:: Study material

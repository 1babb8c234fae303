//! Error taxonomy for the interview core and its collaborators

use thiserror::Error;

/// Notice shown in place of a first question when the script is empty
pub const NO_QUESTIONS_NOTICE: &str = "I don't have any questions prepared for this interview.";

/// Errors surfaced by script building, the conversation engine and the store
#[derive(Debug, Error)]
pub enum InterviewError {
    /// `start` was called with a script that has no questions
    #[error("script has no questions")]
    EmptyScript,

    /// Operation called in the wrong interview phase
    #[error("invalid interview state: expected {expected}, found {actual}")]
    InvalidState {
        expected: &'static str,
        actual: &'static str,
    },

    /// A required profile field is missing or blank
    #[error("{profile} profile is missing required field '{field}'")]
    IncompleteProfile {
        profile: &'static str,
        field: &'static str,
    },

    /// Persisted state could not be read back faithfully
    #[error("corrupt interview state: {0}")]
    CorruptState(String),

    /// Settings rejected before any interview is created
    #[error("invalid configuration: {0}")]
    InvalidConfig(String),

    #[error("I/O error: {0}")]
    Io(#[from] std::io::Error),

    #[error("JSON error: {0}")]
    Json(#[from] serde_json::Error),
}

impl InterviewError {
    /// Text a caller can show the candidate instead of propagating the fault.
    ///
    /// Only `EmptyScript` has a user-facing substitute.
    pub fn user_notice(&self) -> Option<&'static str> {
        match self {
            Self::EmptyScript => Some(NO_QUESTIONS_NOTICE),
            _ => None,
        }
    }

    pub(crate) fn corrupt(msg: impl Into<String>) -> Self {
        Self::CorruptState(msg.into())
    }
}

/// Result alias used across the crate
pub type Result<T> = std::result::Result<T, InterviewError>;
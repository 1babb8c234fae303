//! ScriptBuilder: profiles → ordered, deduplicated question script
//!
//! Slot order is fixed (introduction, experiences, skills, platform, values,
//! behavioral, situational, world issue, semantic, closing); wording is drawn
//! at random from each slot's template set. A rendered question whose word
//! Jaccard similarity to any already placed question exceeds 0.7 is dropped
//! without substitution, so scripts can come out shorter than the slot count.

use tracing::debug;
use crate::{
    DUPLICATE_SIMILARITY_THRESHOLD, MAX_SCRIPT_QUESTIONS,
    MAX_EXPERIENCE_QUESTIONS, MAX_SKILL_QUESTIONS, MAX_VALUE_QUESTIONS,
    BEHAVIORAL_QUESTIONS, SITUATIONAL_QUESTIONS, DEFAULT_SEMANTIC_QUESTIONS,
};
use crate::core::random::{choose, RandomSource};
use crate::core::semantic::{gather_semantic_questions, SemanticQuestionSource};
use crate::core::text::jaccard;
use crate::error::{InterviewError, Result};
use crate::types::{Profile, Question, QuestionType, Script};

/// Used when the candidate profile names no demographic
pub const DEFAULT_DEMOGRAPHIC: &str = "young women";

/// Used when the organization profile names no current issue
pub const DEFAULT_ISSUE: &str = "climate change";

/// Versioned, immutable template tables
#[derive(Debug, Clone, Copy)]
pub struct QuestionBank {
    pub version: &'static str,
    pub introduction: &'static [&'static str],
    pub experience: &'static [&'static str],
    pub skill: &'static [&'static str],
    pub platform: &'static [&'static str],
    pub values: &'static [&'static str],
    pub behavioral: &'static [&'static str],
    pub situational: &'static [&'static str],
    pub world_issue: &'static [&'static str],
    pub closing: &'static [&'static str],
    /// Remarks recorded when the last script question has been answered
    pub conclusions: &'static [&'static str],
    /// Remark recorded when the caller signals the time limit
    pub time_exceeded_conclusion: &'static str,
}

impl QuestionBank {
    pub const STANDARD_VERSION: &'static str = "standard-1";

    pub fn standard() -> Self {
        Self {
            version: Self::STANDARD_VERSION,
            introduction: INTRODUCTION_TEMPLATES,
            experience: EXPERIENCE_TEMPLATES,
            skill: SKILL_TEMPLATES,
            platform: PLATFORM_TEMPLATES,
            values: VALUE_TEMPLATES,
            behavioral: BEHAVIORAL_TEMPLATES,
            situational: SITUATIONAL_TEMPLATES,
            world_issue: WORLD_ISSUE_TEMPLATES,
            closing: CLOSING_TEMPLATES,
            conclusions: CONCLUSION_TEMPLATES,
            time_exceeded_conclusion: TIME_EXCEEDED_CONCLUSION,
        }
    }
}

impl Default for QuestionBank {
    fn default() -> Self {
        Self::standard()
    }
}

/// Replace every `{key}` in the template with its bound value
///
/// Single pass over the template: bound values are copied verbatim and never
/// re-scanned, so a value that itself looks like `{key}` stays literal.
/// Unbound placeholders are kept as written.
pub fn render(template: &str, bindings: &[(&str, &str)]) -> String {
    let mut out = String::with_capacity(template.len());
    let mut rest = template;
    while let Some(open) = rest.find('{') {
        out.push_str(&rest[..open]);
        let after = &rest[open + 1..];
        let Some(close) = after.find('}') else {
            out.push_str(&rest[open..]);
            return out;
        };
        let key = &after[..close];
        match bindings.iter().find(|(k, _)| *k == key) {
            Some((_, value)) => out.push_str(value),
            None => out.push_str(&rest[open..open + close + 2]),
        }
        rest = &after[close + 1..];
    }
    out.push_str(rest);
    out
}

/// Builds one script per interview
pub struct ScriptBuilder<'a> {
    bank: QuestionBank,
    semantic: Option<&'a dyn SemanticQuestionSource>,
    semantic_count: usize,
}

impl Default for ScriptBuilder<'_> {
    fn default() -> Self {
        Self::new()
    }
}

impl<'a> ScriptBuilder<'a> {
    pub fn new() -> Self {
        Self::with_bank(QuestionBank::standard())
    }

    pub fn with_bank(bank: QuestionBank) -> Self {
        Self {
            bank,
            semantic: None,
            semantic_count: DEFAULT_SEMANTIC_QUESTIONS,
        }
    }

    /// Attach an optional semantic question source
    pub fn with_semantic_source(mut self, source: &'a dyn SemanticQuestionSource, count: usize) -> Self {
        self.semantic = Some(source);
        self.semantic_count = count;
        self
    }

    pub fn bank(&self) -> &QuestionBank {
        &self.bank
    }

    /// Build the script for an organization/candidate pair
    pub fn build(
        &self,
        organization: &Profile,
        candidate: &Profile,
        rng: &mut dyn RandomSource,
    ) -> Result<Script> {
        organization.name().ok_or(InterviewError::IncompleteProfile {
            profile: "organization",
            field: "name",
        })?;
        let candidate_name = candidate.name().ok_or(InterviewError::IncompleteProfile {
            profile: "candidate",
            field: "name",
        })?;

        let mut draft = Draft::default();
        let bank = &self.bank;

        draft.offer_templated(rng, bank.introduction, QuestionType::Introduction, &[("candidate_name", candidate_name)]);

        for subject in candidate
            .experience_subjects()
            .into_iter()
            .take(MAX_EXPERIENCE_QUESTIONS)
            .flatten()
        {
            draft.offer_templated(
                rng,
                bank.experience,
                QuestionType::Experience,
                &[("activity", subject), ("organization", subject), ("event", subject)],
            );
        }

        for skill in candidate.skills().into_iter().take(MAX_SKILL_QUESTIONS) {
            draft.offer_templated(rng, bank.skill, QuestionType::Skill, &[("talent", skill), ("skill", skill)]);
        }

        if let Some(platform) = candidate.platform() {
            draft.offer_templated(rng, bank.platform, QuestionType::Platform, &[("platform", platform)]);
        }

        for value in organization.values().into_iter().take(MAX_VALUE_QUESTIONS) {
            draft.offer_templated(rng, bank.values, QuestionType::PageantValues, &[("value", value)]);
        }

        for _ in 0..BEHAVIORAL_QUESTIONS {
            draft.offer_templated(rng, bank.behavioral, QuestionType::Behavioral, &[]);
        }

        for _ in 0..SITUATIONAL_QUESTIONS {
            draft.offer_templated(rng, bank.situational, QuestionType::Situational, &[]);
        }

        let demographic = candidate.demographic().unwrap_or(DEFAULT_DEMOGRAPHIC);
        let issue = organization.current_issue().unwrap_or(DEFAULT_ISSUE);
        draft.offer_templated(
            rng,
            bank.world_issue,
            QuestionType::WorldIssue,
            &[("demographic", demographic), ("issue", issue)],
        );

        // Closing is drawn now so semantic questions are deduplicated against it
        let closing = choose(rng, bank.closing).map(|template| {
            Question::new(QuestionType::Closing, render(template, &[("candidate_name", candidate_name)]))
        });

        if let Some(source) = self.semantic {
            if draft.has_room() {
                for question in gather_semantic_questions(source, organization, candidate, self.semantic_count) {
                    draft.offer_beside(question, closing.as_ref());
                }
            }
        }

        // Closing is always placed, last
        if let Some(closing) = closing {
            draft.questions.push(closing);
        }

        debug!(
            questions = draft.questions.len(),
            dropped = draft.dropped,
            bank = bank.version,
            "script built"
        );
        Ok(Script::new(draft.questions))
    }
}

/// Script under construction
#[derive(Default)]
struct Draft {
    questions: Vec<Question>,
    dropped: usize,
}

impl Draft {
    /// Room left for another non-closing question
    fn has_room(&self) -> bool {
        self.questions.len() + 1 < MAX_SCRIPT_QUESTIONS
    }

    fn offer_templated(
        &mut self,
        rng: &mut dyn RandomSource,
        templates: &[&str],
        question_type: QuestionType,
        bindings: &[(&str, &str)],
    ) {
        if !self.has_room() {
            return;
        }
        if let Some(template) = choose(rng, templates) {
            self.offer(Question::new(question_type, render(template, bindings)));
        }
    }

    fn offer(&mut self, question: Question) -> bool {
        if !self.has_room() {
            return false;
        }
        if self.is_similar_to_placed(&question.text) {
            debug!(question_type = %question.question_type, "dropped near-duplicate question");
            self.dropped += 1;
            return false;
        }
        self.questions.push(question);
        true
    }

    /// Offer a question that must also stay distinct from one not yet placed
    fn offer_beside(&mut self, question: Question, reserved: Option<&Question>) -> bool {
        if let Some(reserved) = reserved {
            if jaccard(&reserved.text, &question.text) > DUPLICATE_SIMILARITY_THRESHOLD {
                debug!(
                    question_type = %question.question_type,
                    reserved = %reserved.question_type,
                    "dropped near-duplicate question"
                );
                self.dropped += 1;
                return false;
            }
        }
        self.offer(question)
    }

    fn is_similar_to_placed(&self, text: &str) -> bool {
        self.questions
            .iter()
            .any(|q| jaccard(&q.text, text) > DUPLICATE_SIMILARITY_THRESHOLD)
    }
}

::::

Activity:
Exactly repeat the lines running from the top of the listing to the line bearing "interview state: expected", both of those lines included, and only them.

Your solution:
repository 1babb8c234fae303
//! Error taxonomy for the interview core and its collaborators

use thiserror::Error;

/// Notice shown in place of a first question when the script is empty
pub const NO_QUESTIONS_NOTICE: &str = "I don't have any questions prepared for this interview.";

/// Errors surfaced by script building, the conversation engine and the store
#[derive(Debug, Error)]
pub enum InterviewError {
    /// `start` was called with a script that has no questions
    #[error("script has no questions")]
    EmptyScript,

    /// Operation called in the wrong interview phase
    #[error("invalid interview state: expected {expected}, found {actual}")]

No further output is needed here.